Besonders stolz ist die Svenja selbst auf ihren erfolgreichen Disziplinenwechsel. Ein Privileg sei es gewesen, eine weitere Sportart professionell auszubilden. Bei den Weltmeisterschaften in Oberstdorf (2021) und Planica (2023) schaffte es Svenja als Nordische Kombiniererin im Gundersen-Einzel in die Top-20 (17.) und Top-15 (13.).
Im Weltcup war sie 30 Mal am Start, ihre beste Platzierung Rang acht, elfmal schaffte sie es in die Top-Ten - ehe sie, einmal mehr und wie auch schon im Skispringen, in Topform durch Verletzung oder Krankheit auf ein Großereignis verzichten musste. Diese Geschichte wiederholte sich vor Trondheim – jetzt macht Svenja Würth Schluss mit dem Spitzensport und blickt hochmotiviert auf ihren anstehenden weiteren Bildungsweg bei der Bundespolizei.

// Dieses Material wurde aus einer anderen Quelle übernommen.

//! In-memory process runner for tests.

use std::io;
use std::sync::atomic::{AtomicUsize, Ordering};
use std::sync::{Arc, Mutex};

use tokio::sync::mpsc;

use crate::error::{Result, RuntimeError};
use crate::runner::{Cleanup, LaunchSpec, ProcessHandle, ProcessRunner, TranscriptChunk};

/// Runner that replays canned chunks instead of starting a process.
///
/// Counts cleanups and records every launch so tests can assert on both.
#[derive(Debug, Clone, Default)]
pub struct ScriptedRunner {
    chunks: Vec<TranscriptChunk>,
    hang: bool,
    fail_start: bool,
    cleanup_error: Option<String>,
    cleanups: Arc<AtomicUsize>,
    launches: Arc<Mutex<Vec<LaunchSpec>>>,
    open: Arc<Mutex<Vec<mpsc::Sender<TranscriptChunk>>>>,
}

impl ScriptedRunner {
    /// Emits `chunks`, then closes the stream.
    pub fn new(chunks: Vec<TranscriptChunk>) -> Self {
        Self {
            chunks,
            ..Default::default()
        }
    }

    /// Parses `out:` / `err:` prefixed lines into chunks.
    ///
    /// ```
    /// use otto_runtime::testing::ScriptedRunner;
    ///
    /// let runner = ScriptedRunner::from_lines(&["out:line1", "err:line2"]);
    /// ```
    pub fn from_lines(lines: &[&str]) -> Self {
        let chunks = lines
            .iter()
            .map(|line| match line.strip_prefix("err:") {
                Some(data) => TranscriptChunk::stderr(data),
                None => TranscriptChunk::stdout(line.strip_prefix("out:").unwrap_or(line)),
            })
            .collect();
        Self::new(chunks)
    }

    /// Emits the chunks but never closes the stream.
    pub fn hanging(mut self) -> Self {
        self.hang = true;
        self
    }

    /// Makes `start` fail.
    pub fn failing_start(mut self) -> Self {
        self.fail_start = true;
        self
    }

    /// Makes the cleanup return an error.
    pub fn failing_cleanup(mut self, message: impl Into<String>) -> Self {
        self.cleanup_error = Some(message.into());
        self
    }

    /// Number of cleanups run so far.
    pub fn cleanup_count(&self) -> usize {
        self.cleanups.load(Ordering::SeqCst)
    }

    /// Launches seen so far.
    pub fn launches(&self) -> Vec<LaunchSpec> {
        self.launches
            .lock()
            .map(|launches| launches.clone())
            .unwrap_or_default()
    }
}

impl ProcessRunner for ScriptedRunner {
    fn start(&self, spec: &LaunchSpec) -> Result<ProcessHandle> {
        if let Ok(mut launches) = self.launches.lock() {
            launches.push(spec.clone());
        }
        if self.fail_start {
            return Err(RuntimeError::Spawn {
                command: spec.command.clone(),
                source: io::Error::new(io::ErrorKind::NotFound, "scripted failure"),
            });
        }

        // Capacity covers every chunk, so try_send cannot fill up.
        let (tx, rx) = mpsc::channel(self.chunks.len() + 1);
        for chunk in &self.chunks {
            let _ = tx.try_send(chunk.clone());
        }
        if self.hang {
            if let Ok(mut open) = self.open.lock() {
                open.push(tx);
            }
        }

        let cleanups = Arc::clone(&self.cleanups);
        let error = self.cleanup_error.clone();
        let cleanup = Cleanup::new(move || {
            cleanups.fetch_add(1, Ordering::SeqCst);
            match error {
                Some(message) => Err(io::Error::new(io::ErrorKind::Other, message)),
                None => Ok(()),
            }
        });

        Ok(ProcessHandle {
            pid: Some(9999),
            chunks: rx,
            cleanup,
        })
    }
}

Wir verneigen uns vor einer Sportlerin, die sich um den nordischen Skisport in Mitteleuropa verdient gemacht hat – wir werden Dich vermissen, Svenja! Allemal angemessen, ausgerechnet am Holmenkollen das letzte Mal anzutreten.

Zu diesem Anlass würdigt Damen-Bundestrainer Florian Aichinger seine Athletin. Und Svenja selbst blickt zurück auf bewegte Zeiten.

Bundestrainer Florian Aichinger
"Für uns als Mannschaft bedeutet Svenjas Karriereende einen schweren Verlust, der auch weh tut. Vor allem in den letzten zwei Jahren ist sie fester Bestandteil der Nationalmannschaft Nordische Kombination gewesen. Mit ihrem Erfahrungswissen und dem, was sie unseren jungen Athletinnen auch sonst noch mit auf den Weg geben konnte, hat sie einen sehr, sehr großen Anteil an den Erfolgen, auch an denen von Nathalie.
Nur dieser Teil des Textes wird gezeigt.